Morse has used the curvature of the Hubbard Hall balcony to form the curved wall/helm of Captain Shotover’s house/ship. Most of the action takes place on the floor in front of the balcony, with the two staircases leading up to it appearing as staircases in the home. The audience is seated in tiers with their backs to the stage, facing the balcony. Occasionally White clambers up the stairs to the large wooden ship’s wheel placed front and center on the balcony, in a desperate attempt to keep his ship on course.

Kellen Campbell, a fifth grader at Cambridge Central School, is credited with lights and sound, but I suspect that Morse designed them and Campbell is putting her design into effect. He does it completely professionally. I never would have guessed that a person of such tender years was running tech. In fact I have seen lights and sound operated by supposedly experienced adults that were embarrassingly bad in comparison.

No one gets the credit for the costumes, so I am again assuming they are part of Morse’s “Production Design.” They are very handsome and lots of fun. This is time and the place where the passing hours dictated an endless changing of clothes – certain fabrics and colors could only be worn at certain times of day or months of the year.

McGuire has made some cuts in the script and brings the show in at two hours and twenty minutes with two intermissions, which is just about as much feminist, pacifist, socialist Shavian rhetoric as the average 21st century American can stand. As an educated adult it requires some mental gymnastics to keep up with Shaw’s ever-flowing font of cleverness, I would not bring children under 14 or 15 for fear of boring them to tears and putting them off Shaw and/or the theatre for good.

The Theatre Company at Hubbard Hall’s production of Heartbreak House runs through March 30 at Hubbard Hall, 25 East Main Street in Cambridge, NY. Individual tickets are $20 for Hubbard Hall members, $24 for non-members, and $15 for students. TCHH also offers a group sales rate of $10 per ticket for blocks of 10+ tickets reserved in advance by non-profit organizations. For information and reservations, call 518-677-2495.

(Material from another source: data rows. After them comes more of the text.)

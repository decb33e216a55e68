//! The `glyf` (glyph outline data) table.

use std::io::{Read, Seek};

use graver_types::{F2Dot14, GlyphId, Point, Tag};

use crate::{FontStream, ReadError};

use super::loca::Loca;

pub const TAG: Tag = Tag::new(b"glyf");

// Simple glyph flag bits.
const ON_CURVE: u8 = 0x01;
const X_SHORT: u8 = 0x02;
const Y_SHORT: u8 = 0x04;
const REPEAT: u8 = 0x08;
const X_SAME_OR_POSITIVE: u8 = 0x10;
const Y_SAME_OR_POSITIVE: u8 = 0x20;

// Composite component flag bits.
const ARG_1_AND_2_ARE_WORDS: u16 = 0x0001;
const ARGS_ARE_XY_VALUES: u16 = 0x0002;
const ROUND_XY_TO_GRID: u16 = 0x0004;
const WE_HAVE_A_SCALE: u16 = 0x0008;
const MORE_COMPONENTS: u16 = 0x0020;
const WE_HAVE_AN_X_AND_Y_SCALE: u16 = 0x0040;
const WE_HAVE_A_TWO_BY_TWO: u16 = 0x0080;
const WE_HAVE_INSTRUCTIONS: u16 = 0x0100;
const USE_MY_METRICS: u16 = 0x0200;
const SCALED_COMPONENT_OFFSET: u16 = 0x0800;
const UNSCALED_COMPONENT_OFFSET: u16 = 0x1000;

/// A decoded glyph record.
#[derive(Clone, Debug)]
pub enum Glyph {
    /// A glyph with no outline, such as a space.
    Empty,
    Simple(SimpleGlyph),
    Composite(CompositeGlyph),
}

/// An outline defined by its own points and contours.
#[derive(Clone, Default, Debug)]
pub struct SimpleGlyph {
    /// Index of the last point of each contour, strictly increasing.
    pub contour_ends: Vec<u16>,
    pub points: Vec<Point<i32>>,
    pub on_curve: Vec<bool>,
    pub instructions: Vec<u8>,
    pub x_min: i16,
    pub y_min: i16,
    pub x_max: i16,
    pub y_max: i16,
}

/// An outline assembled from transformed child glyphs.
#[derive(Clone, Default, Debug)]
pub struct CompositeGlyph {
    pub components: Vec<Component>,
    pub instructions: Vec<u8>,
    pub y_max: i16,
}

/// Placement of a component relative to its parent.
#[derive(Copy, Clone, Debug)]
pub enum Anchor {
    /// Literal offsets in the child's coordinate space.
    Offset { x: i16, y: i16 },
    /// Align a point already composed into the parent with a point of
    /// the child.
    Points { parent: u16, child: u16 },
}

/// One child reference inside a composite glyph.
#[derive(Clone, Debug)]
pub struct Component {
    pub glyph_id: GlyphId,
    pub anchor: Anchor,
    /// 2x2 transform in row order: xx, yx, xy, yy.
    pub transform: [F2Dot14; 4],
    pub round_to_grid: bool,
    pub scaled_offset: bool,
    pub use_my_metrics: bool,
}

/// All glyph outlines, indexed by glyph id and decoded at load.
///
/// Components store child glyph ids rather than outlines; the scaler
/// resolves them recursively with a depth cap.
#[derive(Clone, Debug)]
pub struct GlyphTable {
    glyphs: Vec<Glyph>,
}

impl GlyphTable {
    pub fn read<R: Read + Seek>(
        stream: &mut FontStream<R>,
        table_offset: u32,
        loca: &Loca,
        num_glyphs: u16,
    ) -> Result<Self, ReadError> {
        let mut glyphs = Vec::with_capacity(num_glyphs as usize);
        for raw_id in 0..num_glyphs {
            let glyph_id = GlyphId::new(raw_id);
            let glyph = match loca.range(glyph_id)? {
                None => Glyph::Empty,
                Some((start, _)) => {
                    stream.seek(table_offset as u64 + start as u64)?;
                    read_glyph(stream, glyph_id, num_glyphs)?
                }
            };
            glyphs.push(glyph);
        }
        Ok(Self { glyphs })
    }

    pub fn glyph(&self, glyph_id: GlyphId) -> Result<&Glyph, ReadError> {
        self.glyphs
            .get(glyph_id.to_usize())
            .ok_or(ReadError::InvalidGlyphId(glyph_id))
    }

    pub fn len(&self) -> usize {
        self.glyphs.len()
    }

    pub fn is_empty(&self) -> bool {
        self.glyphs.is_empty()
    }
}

fn read_glyph<R: Read + Seek>(
    stream: &mut FontStream<R>,
    glyph_id: GlyphId,
    num_glyphs: u16,
) -> Result<Glyph, ReadError> {
    let num_contours = stream.read_i16()?;
    let x_min = stream.read_i16()?;
    let y_min = stream.read_i16()?;
    let x_max = stream.read_i16()?;
    let y_max = stream.read_i16()?;
    if num_contours > 0 {
        let mut glyph = read_simple(stream, glyph_id, num_contours as usize)?;
        glyph.x_min = x_min;
        glyph.y_min = y_min;
        glyph.x_max = x_max;
        glyph.y_max = y_max;
        Ok(Glyph::Simple(glyph))
    } else if num_contours == -1 {
        let mut glyph = read_composite(stream, glyph_id, num_glyphs)?;
        glyph.y_max = y_max;
        Ok(Glyph::Composite(glyph))
    } else if num_contours == 0 {
        Ok(Glyph::Empty)
    } else {
        Err(ReadError::InvalidContourCount(glyph_id, num_contours))
    }
}

fn read_simple<R: Read + Seek>(
    stream: &mut FontStream<R>,
    glyph_id: GlyphId,
    num_contours: usize,
) -> Result<SimpleGlyph, ReadError> {
    let mut contour_ends = Vec::with_capacity(num_contours);
    let mut previous: Option<u16> = None;
    for _ in 0..num_contours {
        let end = stream.read_u16()?;
        if previous.map(|p| end <= p).unwrap_or(false) {
            return Err(ReadError::UnorderedContourEndpoints(glyph_id));
        }
        previous = Some(end);
        contour_ends.push(end);
    }
    let num_points = contour_ends.last().map(|end| *end as usize + 1).unwrap_or(0);
    let instruction_length = stream.read_u16()?;
    let instructions = stream.read_bytes(instruction_length as usize)?;
    // Run length encoded flags: a set repeat bit means the next byte
    // counts further copies of the same flag.
    let mut flags = Vec::with_capacity(num_points);
    while flags.len() < num_points {
        let flag = stream.read_u8()?;
        flags.push(flag);
        if flag & REPEAT != 0 {
            let count = stream.read_u8()? as usize;
            for _ in 0..count.min(num_points - flags.len()) {
                flags.push(flag);
            }
        }
    }
    // Coordinates are running deltas, x for all points then y. Short
    // form is an unsigned byte with a separate sign flag; the
    // same-or-positive flag doubles as "repeat previous" for the long
    // form.
    let mut points = vec![Point::new(0i32, 0i32); num_points];
    let mut x = 0i32;
    for (point, flag) in points.iter_mut().zip(&flags) {
        if flag & X_SHORT != 0 {
            let delta = stream.read_u8()? as i32;
            x += if flag & X_SAME_OR_POSITIVE != 0 {
                delta
            } else {
                -delta
            };
        } else if flag & X_SAME_OR_POSITIVE == 0 {
            x += stream.read_i16()? as i32;
        }
        point.x = x;
    }
    let mut y = 0i32;
    for (point, flag) in points.iter_mut().zip(&flags) {
        if flag & Y_SHORT != 0 {
            let delta = stream.read_u8()? as i32;
            y += if flag & Y_SAME_OR_POSITIVE != 0 {
                delta
            } else {
                -delta
            };
        } else if flag & Y_SAME_OR_POSITIVE == 0 {
            y += stream.read_i16()? as i32;
        }
        point.y = y;
    }
    let on_curve = flags.iter().map(|flag| flag & ON_CURVE != 0).collect();
    Ok(SimpleGlyph {
        contour_ends,
        points,
        on_curve,
        instructions,
        ..Default::default()
    })
}

fn read_composite<R: Read + Seek>(
    stream: &mut FontStream<R>,
    glyph_id: GlyphId,
    num_glyphs: u16,
) -> Result<CompositeGlyph, ReadError> {
    let mut components = Vec::new();
    let mut have_instructions = false;
    loop {
        let flags = stream.read_u16()?;
        let child_id = stream.read_u16()?;
        if child_id >= num_glyphs {
            return Err(ReadError::InvalidGlyphId(GlyphId::new(child_id)));
        }
        let (arg1, arg2) = if flags & ARG_1_AND_2_ARE_WORDS != 0 {
            (stream.read_i16()?, stream.read_i16()?)
        } else if flags & ARGS_ARE_XY_VALUES != 0 {
            (stream.read_u8()? as i8 as i16, stream.read_u8()? as i8 as i16)
        } else {
            (stream.read_u8()? as i16, stream.read_u8()? as i16)
        };
        let anchor = if flags & ARGS_ARE_XY_VALUES != 0 {
            Anchor::Offset { x: arg1, y: arg2 }
        } else {
            Anchor::Points {
                parent: arg1 as u16,
                child: arg2 as u16,
            }
        };
        let transform = if flags & WE_HAVE_A_SCALE != 0 {
            let scale = F2Dot14::from_i16_bits(stream.read_i16()?);
            [scale, F2Dot14::ZERO, F2Dot14::ZERO, scale]
        } else if flags & WE_HAVE_AN_X_AND_Y_SCALE != 0 {
            let x = F2Dot14::from_i16_bits(stream.read_i16()?);
            let y = F2Dot14::from_i16_bits(stream.read_i16()?);
            [x, F2Dot14::ZERO, F2Dot14::ZERO, y]
        } else if flags & WE_HAVE_A_TWO_BY_TWO != 0 {
            let xx = F2Dot14::from_i16_bits(stream.read_i16()?);
            let yx = F2Dot14::from_i16_bits(stream.read_i16()?);
            let xy = F2Dot14::from_i16_bits(stream.read_i16()?);
            let yy = F2Dot14::from_i16_bits(stream.read_i16()?);
            [xx, yx, xy, yy]
        } else {
            [F2Dot14::ONE, F2Dot14::ZERO, F2Dot14::ZERO, F2Dot14::ONE]
        };
        // The explicit unscaled flag wins when a font sets both.
        let scaled_offset = flags & SCALED_COMPONENT_OFFSET != 0
            && flags & UNSCALED_COMPONENT_OFFSET == 0;
        components.push(Component {
            glyph_id: GlyphId::new(child_id),
            anchor,
            transform,
            round_to_grid: flags & ROUND_XY_TO_GRID != 0,
            scaled_offset,
            use_my_metrics: flags & USE_MY_METRICS != 0,
        });
        if flags & MORE_COMPONENTS == 0 {
            have_instructions = flags & WE_HAVE_INSTRUCTIONS != 0;
            break;
        }
    }
    if components.is_empty() {
        return Err(ReadError::InvalidContourCount(glyph_id, -1));
    }
    let instructions = if have_instructions {
        let length = stream.read_u16()?;
        stream.read_bytes(length as usize)?
    } else {
        Vec::new()
    };
    Ok(CompositeGlyph {
        components,
        instructions,
        ..Default::default()
    })
}
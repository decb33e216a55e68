//! The bytecode interpreter.
//!
//! [`Engine`] executes one program over borrowed interpreter state.
//! Instructions are grouped into submodules by the area of state they
//! touch; dispatch itself is a single flat match, which keeps the
//! shared mutable state visible in one place.

mod arith;
mod control_flow;
mod delta;
mod graphics;
mod misc;
mod outline;
mod round;
mod stack;
mod storage;

use super::{
    call_stack::CallStack,
    definition::DefinitionTable,
    error::{HintError, HintErrorKind},
    graphics::GraphicsState,
    opcodes as op,
    program::Program,
    value_stack::ValueStack,
};

/// Instruction budget per program run; orders of magnitude above what
/// legitimate hinting executes.
const MAX_RUN_INSTRUCTIONS: usize = 1_000_000;

pub(super) type OpResult = Result<(), HintErrorKind>;

/// Executes TrueType programs against borrowed interpreter state.
pub struct Engine<'a> {
    /// Font, control value and glyph bytecode, indexed by [`Program`].
    pub(super) programs: [&'a [u8]; 3],
    pub(super) graphics: &'a mut GraphicsState,
    pub(super) value_stack: &'a mut ValueStack,
    pub(super) call_stack: CallStack,
    pub(super) functions: &'a mut DefinitionTable,
    pub(super) instruction_defs: &'a mut DefinitionTable,
    pub(super) cvt: &'a mut [i32],
    pub(super) storage: &'a mut [i32],
    pub(super) program: Program,
    /// Offset of the next instruction to execute.
    pub(super) pc: usize,
    pub(super) definitions_allowed: bool,
    instruction_count: usize,
}

impl<'a> Engine<'a> {
    #[allow(clippy::too_many_arguments)]
    pub fn new(
        programs: [&'a [u8]; 3],
        graphics: &'a mut GraphicsState,
        value_stack: &'a mut ValueStack,
        functions: &'a mut DefinitionTable,
        instruction_defs: &'a mut DefinitionTable,
        cvt: &'a mut [i32],
        storage: &'a mut [i32],
    ) -> Self {
        Self {
            programs,
            graphics,
            value_stack,
            call_stack: CallStack::default(),
            functions,
            instruction_defs,
            cvt,
            storage,
            program: Program::Font,
            pc: 0,
            definitions_allowed: false,
            instruction_count: 0,
        }
    }

    /// Runs one program to completion.
    pub fn run(&mut self, program: Program) -> Result<(), HintError> {
        self.program = program;
        self.definitions_allowed = program != Program::Glyph;
        self.pc = 0;
        self.call_stack.clear();
        self.value_stack.clear();
        self.graphics.reset_volatile();
        loop {
            let bytecode = self.programs[self.program as usize];
            if self.pc >= bytecode.len() {
                if !self.call_stack.is_empty() {
                    return Err(self.error(self.pc, None, HintErrorKind::UnexpectedEndOfBytecode));
                }
                break;
            }
            let ins_pc = self.pc;
            let opcode = bytecode[ins_pc];
            self.instruction_count += 1;
            if self.instruction_count > MAX_RUN_INSTRUCTIONS {
                return Err(self.error(
                    ins_pc,
                    Some(opcode),
                    HintErrorKind::ExceededExecutionBudget,
                ));
            }
            let length = instruction_length(bytecode, ins_pc)
                .map_err(|kind| self.error(ins_pc, Some(opcode), kind))?;
            self.pc = ins_pc + length;
            self.dispatch(opcode, ins_pc)
                .map_err(|kind| self.error(ins_pc, Some(opcode), kind))?;
        }
        Ok(())
    }

    fn error(&self, pc: usize, opcode: Option<u8>, kind: HintErrorKind) -> HintError {
        HintError {
            program: self.program,
            pc,
            opcode,
            kind,
        }
    }

    fn dispatch(&mut self, opcode: u8, ins_pc: usize) -> OpResult {
        match opcode {
            op::SVTCA0..=op::SFVTCA1 => self.op_svtca(opcode),
            op::SPVTL0..=op::SFVTL1 => self.op_svtl(opcode),
            op::SPVFS => self.op_spvfs(),
            op::SFVFS => self.op_sfvfs(),
            op::GPV => self.op_gpv(),
            op::GFV => self.op_gfv(),
            op::SFVTPV => self.op_sfvtpv(),
            op::ISECT => self.op_isect(),
            op::SRP0 => self.op_srp0(),
            op::SRP1 => self.op_srp1(),
            op::SRP2 => self.op_srp2(),
            op::SZP0 => self.op_szp0(),
            op::SZP1 => self.op_szp1(),
            op::SZP2 => self.op_szp2(),
            op::SZPS => self.op_szps(),
            op::SLOOP => self.op_sloop(),
            op::RTG => self.op_rtg(),
            op::RTHG => self.op_rthg(),
            op::SMD => self.op_smd(),
            op::ELSE => self.op_else(),
            op::JMPR => self.op_jmpr(ins_pc),
            op::SCVTCI => self.op_scvtci(),
            op::SSWCI => self.op_sswci(),
            op::SSW => self.op_ssw(),
            op::DUP => self.value_stack.dup(),
            op::POP => self.value_stack.pop().map(|_| ()),
            op::CLEAR => {
                self.value_stack.clear();
                Ok(())
            }
            op::SWAP => self.value_stack.swap(),
            op::DEPTH => {
                let depth = self.value_stack.len() as i32;
                self.value_stack.push(depth)
            }
            op::CINDEX => self.value_stack.copy_index(),
            op::MINDEX => self.value_stack.move_index(),
            op::ALIGNPTS => self.op_alignpts(),
            op::UTP => self.op_utp(),
            op::LOOPCALL => self.op_loopcall(),
            op::CALL => self.op_call(),
            op::FDEF => self.op_fdef(),
            op::ENDF => self.op_endf(),
            op::MDAP0 | op::MDAP1 => self.op_mdap(opcode),
            op::IUP0 | op::IUP1 => self.op_iup(opcode),
            op::SHP0 | op::SHP1 => self.op_shp(opcode),
            op::SHC0 | op::SHC1 => self.op_shc(opcode),
            op::SHZ0 | op::SHZ1 => self.op_shz(opcode),
            op::SHPIX => self.op_shpix(),
            op::IP => self.op_ip(),
            op::MSIRP0 | op::MSIRP1 => self.op_msirp(opcode),
            op::ALIGNRP => self.op_alignrp(),
            op::RTDG => self.op_rtdg(),
            op::MIAP0 | op::MIAP1 => self.op_miap(opcode),
            op::NPUSHB | op::NPUSHW | op::PUSHB000..=op::PUSHW111 => self.op_push(ins_pc),
            op::WS => self.op_ws(),
            op::RS => self.op_rs(),
            op::WCVTP => self.op_wcvtp(),
            op::RCVT => self.op_rcvt(),
            op::GC0 | op::GC1 => self.op_gc(opcode),
            op::SCFS => self.op_scfs(),
            op::MD0 | op::MD1 => self.op_md(opcode),
            op::MPPEM => self.op_mppem(),
            op::MPS => self.op_mps(),
            op::FLIPON => self.op_flipon(),
            op::FLIPOFF => self.op_flipoff(),
            op::DEBUG => self.op_debug(),
            op::LT => self.value_stack.apply_binary(|a, b| Ok((a < b) as i32)),
            op::LTEQ => self.value_stack.apply_binary(|a, b| Ok((a <= b) as i32)),
            op::GT => self.value_stack.apply_binary(|a, b| Ok((a > b) as i32)),
            op::GTEQ => self.value_stack.apply_binary(|a, b| Ok((a >= b) as i32)),
            op::EQ => self.value_stack.apply_binary(|a, b| Ok((a == b) as i32)),
            op::NEQ => self.value_stack.apply_binary(|a, b| Ok((a != b) as i32)),
            op::ODD => self.op_odd(),
            op::EVEN => self.op_even(),
            op::IF => self.op_if(),
            op::EIF => Ok(()),
            op::AND => self
                .value_stack
                .apply_binary(|a, b| Ok((a != 0 && b != 0) as i32)),
            op::OR => self
                .value_stack
                .apply_binary(|a, b| Ok((a != 0 || b != 0) as i32)),
            op::NOT => self.value_stack.apply_unary(|a| Ok((a == 0) as i32)),
            op::DELTAP1 | op::DELTAP2 | op::DELTAP3 => self.op_deltap(opcode),
            op::SDB => self.op_sdb(),
            op::SDS => self.op_sds(),
            op::ADD => self.value_stack.apply_binary(|a, b| Ok(a.wrapping_add(b))),
            op::SUB => self.value_stack.apply_binary(|a, b| Ok(a.wrapping_sub(b))),
            op::DIV => self.op_div(),
            op::MUL => self.op_mul(),
            op::ABS => self.value_stack.apply_unary(|a| Ok(a.wrapping_abs())),
            op::NEG => self.value_stack.apply_unary(|a| Ok(a.wrapping_neg())),
            op::FLOOR => self.op_floor(),
            op::CEILING => self.op_ceiling(),
            op::ROUND00..=op::ROUND11 => self.op_round(),
            op::NROUND00..=op::NROUND11 => Ok(()),
            op::WCVTF => self.op_wcvtf(),
            op::DELTAC1 | op::DELTAC2 | op::DELTAC3 => self.op_deltac(opcode),
            op::SROUND => self.op_sround(),
            op::S45ROUND => self.op_s45round(),
            op::JROT => self.op_jrot(ins_pc),
            op::JROF => self.op_jrof(ins_pc),
            op::ROFF => self.op_roff(),
            op::RUTG => self.op_rutg(),
            op::RDTG => self.op_rdtg(),
            op::SANGW => self.op_sangw(),
            op::AA => self.op_aa(),
            op::FLIPPT => self.op_flippt(),
            op::FLIPRGON => self.op_fliprgon(),
            op::FLIPRGOFF => self.op_fliprgoff(),
            op::SCANCTRL => self.op_scanctrl(),
            op::SDPVTL0 | op::SDPVTL1 => self.op_sdpvtl(opcode),
            op::GETINFO => self.op_getinfo(),
            op::IDEF => self.op_idef(),
            op::ROLL => self.value_stack.roll(),
            op::MAX => self.value_stack.apply_binary(|a, b| Ok(a.max(b))),
            op::MIN => self.value_stack.apply_binary(|a, b| Ok(a.min(b))),
            op::SCANTYPE => self.op_scantype(),
            op::INSTCTRL => self.op_instctrl(),
            op::MDRP00000..=op::MDRP11111 => self.op_mdrp(opcode),
            op::MIRP00000..=op::MIRP11111 => self.op_mirp(opcode),
            _ => self.op_unknown(opcode),
        }
    }
}

/// Total encoded length of the instruction at `pc`, including inline
/// push payloads.
fn instruction_length(bytecode: &[u8], pc: usize) -> Result<usize, HintErrorKind> {
    let opcode = bytecode[pc];
    let length = match opcode {
        op::NPUSHB => {
            let count = *bytecode
                .get(pc + 1)
                .ok_or(HintErrorKind::UnexpectedEndOfBytecode)? as usize;
            2 + count
        }
        op::NPUSHW => {
            let count = *bytecode
                .get(pc + 1)
                .ok_or(HintErrorKind::UnexpectedEndOfBytecode)? as usize;
            2 + 2 * count
        }
        op::PUSHB000..=op::PUSHB111 => 1 + (opcode - op::PUSHB000) as usize + 1,
        op::PUSHW000..=op::PUSHW111 => 1 + 2 * ((opcode - op::PUSHW000) as usize + 1),
        _ => 1,
    };
    if pc + length > bytecode.len() {
        return Err(HintErrorKind::UnexpectedEndOfBytecode);
    }
    Ok(length)
}

/// Advances over one instruction without executing it; used by the
/// branch and definition scans.
pub(super) fn skip_instruction(
    bytecode: &[u8],
    pc: usize,
) -> Result<(u8, usize), HintErrorKind> {
    if pc >= bytecode.len() {
        return Err(HintErrorKind::UnexpectedEndOfBytecode);
    }
    let opcode = bytecode[pc];
    Ok((opcode, pc + instruction_length(bytecode, pc)?))
}

#[cfg(test)]
pub(super) mod tests {
    use super::super::{
        call_stack::CallStack,
        definition::DefinitionTable,
        graphics::{GraphicsState, RetainedGraphicsState},
        program::Program,
        value_stack::ValueStack,
        zone::Zone,
    };
    use super::Engine;
    use crate::outline::PointFlags;
    use graver_types::Point;

    /// Backing state for an engine under test: a ten point glyph zone
    /// on a 10 ppem instance.
    pub(in super::super) struct MockState {
        pub graphics: GraphicsState,
        pub value_stack: ValueStack,
        pub functions: DefinitionTable,
        pub instruction_defs: DefinitionTable,
        pub cvt: Vec<i32>,
        pub storage: Vec<i32>,
    }

    impl MockState {
        pub fn new() -> Self {
            let count = 10;
            let glyph = Zone {
                unscaled: (0..count as i32)
                    .map(|i| Point::new(i * 100, i * 50))
                    .collect(),
                original: (0..count as i32).map(|i| Point::new(i * 64, i * 32)).collect(),
                points: (0..count as i32).map(|i| Point::new(i * 64, i * 32)).collect(),
                flags: vec![PointFlags::off_curve(); count],
                contour_ends: vec![count as u16 - 1],
            };
            let retained = RetainedGraphicsState {
                // 16 26.6 pixels per 1000 font units
                scale: 0x0001_0000 * 64 * 10 / 1000,
                ppem: 10,
                ..Default::default()
            };
            Self {
                graphics: GraphicsState::new(retained, Zone::twilight(4), glyph),
                value_stack: ValueStack::new(64),
                functions: DefinitionTable::new(8),
                instruction_defs: DefinitionTable::new(8),
                cvt: vec![0; 8],
                storage: vec![0; 8],
            }
        }

        pub fn engine<'a>(&'a mut self, bytecode: &'a [u8]) -> Engine<'a> {
            let mut engine = Engine::new(
                [&[], &[], bytecode],
                &mut self.graphics,
                &mut self.value_stack,
                &mut self.functions,
                &mut self.instruction_defs,
                &mut self.cvt,
                &mut self.storage,
            );
            engine.program = Program::Glyph;
            engine.call_stack = CallStack::default();
            engine
        }
    }

    #[test]
    fn push_and_arith_program() {
        let mut state = MockState::new();
        // PUSHB[1] 64 32; ADD
        let bytecode = [0xB1, 64, 32, 0x60];
        let mut engine = state.engine(&bytecode);
        engine.run(Program::Glyph).unwrap();
        assert_eq!(state.value_stack.pop().unwrap(), 96);
    }

    #[test]
    fn truncated_push_payload_is_an_error() {
        let mut state = MockState::new();
        // NPUSHB declares four bytes but only two follow.
        let truncated = [0x40, 4, 1, 2];
        let mut engine = state.engine(&truncated);
        assert!(engine.run(Program::Glyph).is_err());
    }
}
//! Point movement and measurement instructions.

use super::{
    super::{math, zone::ZonePointer, HintErrorKind},
    Engine, OpResult,
};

Child care will be available on Friday evening, March 14 beginning at 7:15 p.m. Cost is $5.00 per child. Each child should bring a sleeping bag and pillow. There will be Red Cross-certified babysitters under adult supervision with movies, music and reading. Each child should bring a sleeping bag and pillow. Reservations are required and space is limited to 20 children. Please call 518.677.2495 by 5:00.p.m. on Friday, March 14.

A pre-theatre symposium dedicated to the life and work of George Bernard Shaw hosted by TCHH artistic director Kevin McGuire, begins at 6:45 p.m. on Friday, March 21. The symposium is free; however, show tickets are required for admission. On Friday, March 28 audience members can join director McGuire and the cast and crew of Heartbreak House for a traditional theatre “talk-back” after the show ends to discuss the process of creating and presenting the production. Additional reservations are not required, only the tickets for that evening’s performance.